TASK PROMPT:
Wherever "None" appears in the records below, copy the line that holds it.

======== MATERIAL FOR THIS EXERCISE ========

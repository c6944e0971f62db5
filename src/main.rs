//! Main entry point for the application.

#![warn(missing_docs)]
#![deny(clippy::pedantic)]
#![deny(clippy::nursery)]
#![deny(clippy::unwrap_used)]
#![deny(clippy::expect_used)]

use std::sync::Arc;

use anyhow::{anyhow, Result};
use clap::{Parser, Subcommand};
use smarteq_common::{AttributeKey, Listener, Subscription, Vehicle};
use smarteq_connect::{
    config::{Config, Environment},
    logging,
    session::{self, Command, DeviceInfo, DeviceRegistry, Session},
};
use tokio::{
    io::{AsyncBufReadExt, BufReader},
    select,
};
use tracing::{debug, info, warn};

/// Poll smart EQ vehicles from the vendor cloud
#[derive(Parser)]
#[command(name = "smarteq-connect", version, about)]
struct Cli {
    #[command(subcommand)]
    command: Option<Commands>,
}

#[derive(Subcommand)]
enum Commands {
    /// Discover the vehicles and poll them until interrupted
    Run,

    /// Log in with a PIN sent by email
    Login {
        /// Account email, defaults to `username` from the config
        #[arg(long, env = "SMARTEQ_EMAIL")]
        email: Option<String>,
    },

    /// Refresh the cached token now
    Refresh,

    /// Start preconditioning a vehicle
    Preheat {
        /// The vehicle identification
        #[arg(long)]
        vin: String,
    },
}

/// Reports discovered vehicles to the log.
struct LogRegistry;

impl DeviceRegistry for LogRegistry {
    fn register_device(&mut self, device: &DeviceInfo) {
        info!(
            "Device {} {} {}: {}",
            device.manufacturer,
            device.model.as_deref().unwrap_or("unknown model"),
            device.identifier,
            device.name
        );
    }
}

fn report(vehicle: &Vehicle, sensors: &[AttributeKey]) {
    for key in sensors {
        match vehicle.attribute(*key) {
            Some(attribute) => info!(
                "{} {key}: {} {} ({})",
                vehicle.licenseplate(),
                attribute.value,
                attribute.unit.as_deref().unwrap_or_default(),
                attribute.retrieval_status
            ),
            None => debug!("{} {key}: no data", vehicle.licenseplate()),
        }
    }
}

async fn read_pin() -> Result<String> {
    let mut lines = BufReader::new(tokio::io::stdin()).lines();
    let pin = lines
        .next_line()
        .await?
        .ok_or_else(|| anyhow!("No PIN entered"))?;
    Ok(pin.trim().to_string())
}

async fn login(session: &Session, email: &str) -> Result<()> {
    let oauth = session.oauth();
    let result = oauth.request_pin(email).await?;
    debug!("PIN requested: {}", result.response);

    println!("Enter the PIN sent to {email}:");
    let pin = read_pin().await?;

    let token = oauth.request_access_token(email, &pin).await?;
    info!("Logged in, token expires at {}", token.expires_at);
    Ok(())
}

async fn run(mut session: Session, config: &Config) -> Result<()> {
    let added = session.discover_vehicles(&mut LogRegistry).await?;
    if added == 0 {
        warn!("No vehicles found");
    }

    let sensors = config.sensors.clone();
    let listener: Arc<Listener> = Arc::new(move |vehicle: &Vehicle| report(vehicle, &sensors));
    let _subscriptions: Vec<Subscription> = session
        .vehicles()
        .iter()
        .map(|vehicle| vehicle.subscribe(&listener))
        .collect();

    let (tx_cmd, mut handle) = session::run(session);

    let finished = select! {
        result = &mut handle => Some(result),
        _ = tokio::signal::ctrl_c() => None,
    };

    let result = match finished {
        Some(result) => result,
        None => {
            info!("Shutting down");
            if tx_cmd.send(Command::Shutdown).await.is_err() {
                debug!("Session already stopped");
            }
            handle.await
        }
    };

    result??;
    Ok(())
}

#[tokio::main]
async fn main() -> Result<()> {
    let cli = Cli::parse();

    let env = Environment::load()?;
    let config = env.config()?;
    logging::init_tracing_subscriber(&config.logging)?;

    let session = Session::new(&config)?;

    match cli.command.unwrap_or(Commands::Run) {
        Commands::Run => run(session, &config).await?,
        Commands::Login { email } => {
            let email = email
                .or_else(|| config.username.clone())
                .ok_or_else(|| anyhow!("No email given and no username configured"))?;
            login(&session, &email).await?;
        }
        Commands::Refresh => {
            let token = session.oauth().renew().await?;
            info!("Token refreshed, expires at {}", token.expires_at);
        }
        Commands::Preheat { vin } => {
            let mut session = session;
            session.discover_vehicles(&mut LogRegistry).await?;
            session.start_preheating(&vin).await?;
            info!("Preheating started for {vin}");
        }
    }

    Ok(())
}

========

ANSWER TO THE PROBLEM:
            None => debug!("{} {key}: no data", vehicle.licenseplate()),
        _ = tokio::signal::ctrl_c() => None,
        None => {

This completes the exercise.